- _WORK TASK_
Within the records that follow, find every line containing the string "chars". Copy those lines.

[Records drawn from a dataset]
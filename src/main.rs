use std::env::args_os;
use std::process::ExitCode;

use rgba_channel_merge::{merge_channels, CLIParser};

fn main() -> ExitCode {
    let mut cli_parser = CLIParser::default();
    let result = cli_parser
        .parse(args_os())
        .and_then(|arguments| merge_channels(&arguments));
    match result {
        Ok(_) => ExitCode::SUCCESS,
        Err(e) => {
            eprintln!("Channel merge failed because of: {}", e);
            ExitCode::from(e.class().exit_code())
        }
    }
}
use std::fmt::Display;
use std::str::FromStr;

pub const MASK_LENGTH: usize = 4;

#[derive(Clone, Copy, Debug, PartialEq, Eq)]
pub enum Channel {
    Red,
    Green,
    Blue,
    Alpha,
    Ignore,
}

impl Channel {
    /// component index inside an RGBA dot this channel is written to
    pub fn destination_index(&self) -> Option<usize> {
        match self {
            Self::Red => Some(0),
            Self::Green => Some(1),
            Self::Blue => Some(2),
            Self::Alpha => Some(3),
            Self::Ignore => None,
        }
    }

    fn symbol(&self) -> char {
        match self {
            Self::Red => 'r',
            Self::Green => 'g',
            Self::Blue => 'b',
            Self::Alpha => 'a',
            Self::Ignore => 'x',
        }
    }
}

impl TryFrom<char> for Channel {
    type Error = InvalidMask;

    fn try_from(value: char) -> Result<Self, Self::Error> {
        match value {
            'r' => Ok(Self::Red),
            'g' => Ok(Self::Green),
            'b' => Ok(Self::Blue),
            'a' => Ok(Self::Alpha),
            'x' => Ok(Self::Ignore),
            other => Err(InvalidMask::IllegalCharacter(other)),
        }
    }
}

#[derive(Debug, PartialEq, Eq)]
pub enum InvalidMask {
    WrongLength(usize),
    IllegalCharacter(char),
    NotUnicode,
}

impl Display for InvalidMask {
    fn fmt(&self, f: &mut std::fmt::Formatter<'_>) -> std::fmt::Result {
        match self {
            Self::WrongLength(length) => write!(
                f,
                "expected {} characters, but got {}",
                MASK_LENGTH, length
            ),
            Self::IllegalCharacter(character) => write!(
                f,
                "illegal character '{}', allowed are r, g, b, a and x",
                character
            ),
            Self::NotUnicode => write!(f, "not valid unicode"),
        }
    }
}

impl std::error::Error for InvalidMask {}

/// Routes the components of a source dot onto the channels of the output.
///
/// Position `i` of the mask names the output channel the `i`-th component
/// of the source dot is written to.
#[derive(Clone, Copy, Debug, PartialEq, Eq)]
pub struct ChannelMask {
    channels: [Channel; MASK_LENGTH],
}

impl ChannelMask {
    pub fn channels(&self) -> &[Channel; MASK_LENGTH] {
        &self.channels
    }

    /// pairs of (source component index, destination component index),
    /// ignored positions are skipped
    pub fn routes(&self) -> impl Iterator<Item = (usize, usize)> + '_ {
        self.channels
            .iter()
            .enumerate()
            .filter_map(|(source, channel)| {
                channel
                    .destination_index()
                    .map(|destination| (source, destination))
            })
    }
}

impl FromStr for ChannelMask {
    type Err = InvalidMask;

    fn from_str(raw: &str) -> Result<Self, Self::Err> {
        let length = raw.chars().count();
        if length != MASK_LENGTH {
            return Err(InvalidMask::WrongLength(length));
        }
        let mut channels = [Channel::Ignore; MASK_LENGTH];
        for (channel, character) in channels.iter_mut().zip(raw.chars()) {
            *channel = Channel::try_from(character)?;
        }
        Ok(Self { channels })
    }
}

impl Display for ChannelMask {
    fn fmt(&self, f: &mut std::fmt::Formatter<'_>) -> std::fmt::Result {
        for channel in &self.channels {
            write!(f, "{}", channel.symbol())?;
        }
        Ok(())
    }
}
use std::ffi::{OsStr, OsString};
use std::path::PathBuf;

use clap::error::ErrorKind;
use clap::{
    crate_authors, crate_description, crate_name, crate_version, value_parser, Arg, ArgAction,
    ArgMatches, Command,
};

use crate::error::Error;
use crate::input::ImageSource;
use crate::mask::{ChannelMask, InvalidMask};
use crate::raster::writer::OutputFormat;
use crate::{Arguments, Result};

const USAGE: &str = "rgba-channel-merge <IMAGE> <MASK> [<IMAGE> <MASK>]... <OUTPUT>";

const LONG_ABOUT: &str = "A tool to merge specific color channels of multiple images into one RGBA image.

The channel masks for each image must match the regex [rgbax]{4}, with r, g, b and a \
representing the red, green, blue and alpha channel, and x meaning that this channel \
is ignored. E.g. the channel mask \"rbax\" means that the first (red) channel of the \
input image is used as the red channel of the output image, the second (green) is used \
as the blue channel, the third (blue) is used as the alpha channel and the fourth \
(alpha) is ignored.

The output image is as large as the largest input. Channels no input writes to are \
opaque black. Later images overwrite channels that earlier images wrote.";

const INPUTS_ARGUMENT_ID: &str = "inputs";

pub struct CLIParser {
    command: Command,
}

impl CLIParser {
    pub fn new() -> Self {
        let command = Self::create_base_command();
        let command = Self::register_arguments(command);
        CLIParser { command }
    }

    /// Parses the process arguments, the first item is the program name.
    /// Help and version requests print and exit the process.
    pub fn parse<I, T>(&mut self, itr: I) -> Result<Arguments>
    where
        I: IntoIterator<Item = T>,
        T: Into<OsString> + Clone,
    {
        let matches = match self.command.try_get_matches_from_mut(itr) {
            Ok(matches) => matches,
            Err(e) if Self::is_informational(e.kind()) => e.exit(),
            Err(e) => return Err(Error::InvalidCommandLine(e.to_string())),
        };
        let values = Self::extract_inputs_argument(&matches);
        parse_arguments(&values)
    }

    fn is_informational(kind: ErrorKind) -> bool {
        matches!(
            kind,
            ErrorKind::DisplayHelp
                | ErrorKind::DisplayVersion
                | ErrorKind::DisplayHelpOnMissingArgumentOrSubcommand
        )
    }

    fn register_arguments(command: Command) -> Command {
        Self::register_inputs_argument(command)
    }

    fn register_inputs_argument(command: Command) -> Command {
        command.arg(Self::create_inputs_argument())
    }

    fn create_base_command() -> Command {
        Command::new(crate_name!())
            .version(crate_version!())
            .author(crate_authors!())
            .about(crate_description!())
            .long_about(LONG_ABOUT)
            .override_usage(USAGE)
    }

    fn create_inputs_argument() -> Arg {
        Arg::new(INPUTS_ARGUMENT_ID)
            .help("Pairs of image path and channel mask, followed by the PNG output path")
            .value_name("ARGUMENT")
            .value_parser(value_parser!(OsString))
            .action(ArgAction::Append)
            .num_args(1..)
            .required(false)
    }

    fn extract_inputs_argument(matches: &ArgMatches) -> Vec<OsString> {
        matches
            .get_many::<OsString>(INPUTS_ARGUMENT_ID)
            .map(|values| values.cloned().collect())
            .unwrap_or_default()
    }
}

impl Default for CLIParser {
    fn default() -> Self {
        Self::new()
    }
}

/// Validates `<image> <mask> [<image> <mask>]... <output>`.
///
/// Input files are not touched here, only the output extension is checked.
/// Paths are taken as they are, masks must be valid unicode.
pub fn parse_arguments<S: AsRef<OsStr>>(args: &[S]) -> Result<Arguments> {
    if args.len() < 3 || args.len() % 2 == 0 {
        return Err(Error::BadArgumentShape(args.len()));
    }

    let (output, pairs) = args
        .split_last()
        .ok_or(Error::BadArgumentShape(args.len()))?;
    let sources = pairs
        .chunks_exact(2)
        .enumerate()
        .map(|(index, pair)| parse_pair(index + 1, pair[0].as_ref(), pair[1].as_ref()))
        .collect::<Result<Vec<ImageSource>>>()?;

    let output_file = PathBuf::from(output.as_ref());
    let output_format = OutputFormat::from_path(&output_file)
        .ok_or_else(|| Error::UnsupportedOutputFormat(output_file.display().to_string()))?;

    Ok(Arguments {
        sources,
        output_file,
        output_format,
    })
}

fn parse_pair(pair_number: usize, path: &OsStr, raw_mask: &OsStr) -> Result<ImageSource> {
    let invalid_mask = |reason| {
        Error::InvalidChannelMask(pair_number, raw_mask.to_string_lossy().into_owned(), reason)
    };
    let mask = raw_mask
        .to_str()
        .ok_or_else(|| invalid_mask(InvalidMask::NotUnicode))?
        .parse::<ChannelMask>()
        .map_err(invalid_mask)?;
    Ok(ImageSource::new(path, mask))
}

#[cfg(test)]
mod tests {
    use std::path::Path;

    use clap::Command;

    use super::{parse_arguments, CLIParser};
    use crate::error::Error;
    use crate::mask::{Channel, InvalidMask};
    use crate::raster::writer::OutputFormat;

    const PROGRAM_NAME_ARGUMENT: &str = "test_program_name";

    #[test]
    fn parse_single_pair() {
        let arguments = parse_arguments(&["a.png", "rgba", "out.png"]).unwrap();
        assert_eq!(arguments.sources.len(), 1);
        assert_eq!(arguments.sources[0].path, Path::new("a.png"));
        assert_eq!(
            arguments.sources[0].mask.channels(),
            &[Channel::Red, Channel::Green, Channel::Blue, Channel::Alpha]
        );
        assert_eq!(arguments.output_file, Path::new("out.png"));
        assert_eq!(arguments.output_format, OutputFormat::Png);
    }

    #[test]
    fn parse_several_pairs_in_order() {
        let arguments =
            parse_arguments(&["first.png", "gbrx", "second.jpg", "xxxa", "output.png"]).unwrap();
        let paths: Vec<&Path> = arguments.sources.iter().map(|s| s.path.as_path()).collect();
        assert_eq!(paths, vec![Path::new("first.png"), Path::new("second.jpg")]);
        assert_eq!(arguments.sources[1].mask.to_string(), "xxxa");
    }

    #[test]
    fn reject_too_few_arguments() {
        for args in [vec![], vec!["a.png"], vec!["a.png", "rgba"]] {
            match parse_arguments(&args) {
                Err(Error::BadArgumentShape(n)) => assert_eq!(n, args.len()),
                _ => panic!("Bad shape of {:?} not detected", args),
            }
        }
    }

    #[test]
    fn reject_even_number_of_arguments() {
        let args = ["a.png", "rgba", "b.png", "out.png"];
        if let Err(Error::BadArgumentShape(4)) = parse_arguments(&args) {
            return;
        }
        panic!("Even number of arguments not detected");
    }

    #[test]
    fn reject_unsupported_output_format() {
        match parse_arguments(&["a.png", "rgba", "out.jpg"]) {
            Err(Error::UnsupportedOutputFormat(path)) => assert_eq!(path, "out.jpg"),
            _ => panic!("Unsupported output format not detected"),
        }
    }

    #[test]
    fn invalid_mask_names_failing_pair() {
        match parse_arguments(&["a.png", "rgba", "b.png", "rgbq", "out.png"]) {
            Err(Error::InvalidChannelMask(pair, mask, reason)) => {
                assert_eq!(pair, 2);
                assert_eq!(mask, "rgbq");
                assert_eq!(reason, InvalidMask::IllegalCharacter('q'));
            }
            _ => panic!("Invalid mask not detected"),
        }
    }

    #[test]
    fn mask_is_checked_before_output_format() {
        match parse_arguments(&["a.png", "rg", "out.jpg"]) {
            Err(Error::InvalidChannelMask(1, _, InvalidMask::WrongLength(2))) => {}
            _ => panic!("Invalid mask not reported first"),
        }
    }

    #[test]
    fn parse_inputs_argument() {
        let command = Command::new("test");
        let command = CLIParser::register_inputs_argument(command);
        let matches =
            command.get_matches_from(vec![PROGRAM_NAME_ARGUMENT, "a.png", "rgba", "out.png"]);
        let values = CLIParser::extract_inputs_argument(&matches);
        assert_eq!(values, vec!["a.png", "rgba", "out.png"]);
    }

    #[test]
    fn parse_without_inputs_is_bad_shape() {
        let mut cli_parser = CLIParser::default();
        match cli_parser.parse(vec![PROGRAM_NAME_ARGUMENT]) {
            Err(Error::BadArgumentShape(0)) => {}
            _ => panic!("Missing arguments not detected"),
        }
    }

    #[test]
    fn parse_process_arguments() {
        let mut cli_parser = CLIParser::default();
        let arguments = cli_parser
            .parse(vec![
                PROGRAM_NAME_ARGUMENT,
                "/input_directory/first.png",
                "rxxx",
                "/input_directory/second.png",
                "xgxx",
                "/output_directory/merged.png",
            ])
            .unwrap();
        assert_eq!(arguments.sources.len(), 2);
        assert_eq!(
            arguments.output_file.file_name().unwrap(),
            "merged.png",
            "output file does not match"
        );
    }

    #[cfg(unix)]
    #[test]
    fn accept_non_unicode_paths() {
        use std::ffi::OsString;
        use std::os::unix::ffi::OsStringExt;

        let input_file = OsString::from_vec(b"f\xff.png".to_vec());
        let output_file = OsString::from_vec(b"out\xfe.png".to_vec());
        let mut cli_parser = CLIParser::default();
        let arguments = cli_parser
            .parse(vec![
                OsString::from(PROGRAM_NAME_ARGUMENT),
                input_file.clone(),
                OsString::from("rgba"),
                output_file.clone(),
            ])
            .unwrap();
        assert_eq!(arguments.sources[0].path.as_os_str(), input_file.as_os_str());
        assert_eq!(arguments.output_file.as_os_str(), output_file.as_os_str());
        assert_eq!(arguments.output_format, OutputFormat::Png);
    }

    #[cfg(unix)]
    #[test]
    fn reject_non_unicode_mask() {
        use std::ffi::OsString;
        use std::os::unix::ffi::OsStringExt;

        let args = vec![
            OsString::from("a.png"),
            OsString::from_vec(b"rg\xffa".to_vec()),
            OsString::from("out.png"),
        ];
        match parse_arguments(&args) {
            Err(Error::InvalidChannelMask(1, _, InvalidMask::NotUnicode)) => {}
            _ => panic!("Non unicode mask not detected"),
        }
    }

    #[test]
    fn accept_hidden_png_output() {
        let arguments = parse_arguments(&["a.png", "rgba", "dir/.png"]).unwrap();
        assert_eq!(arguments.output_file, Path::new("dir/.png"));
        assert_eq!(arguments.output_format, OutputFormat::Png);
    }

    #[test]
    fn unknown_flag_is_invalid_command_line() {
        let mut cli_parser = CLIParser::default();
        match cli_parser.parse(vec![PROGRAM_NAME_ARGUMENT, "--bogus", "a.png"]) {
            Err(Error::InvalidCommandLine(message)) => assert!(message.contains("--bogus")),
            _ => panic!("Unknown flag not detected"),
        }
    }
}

- _YOUR RESPONSE_
        let length = raw.chars().count();
        for (channel, character) in channels.iter_mut().zip(raw.chars()) {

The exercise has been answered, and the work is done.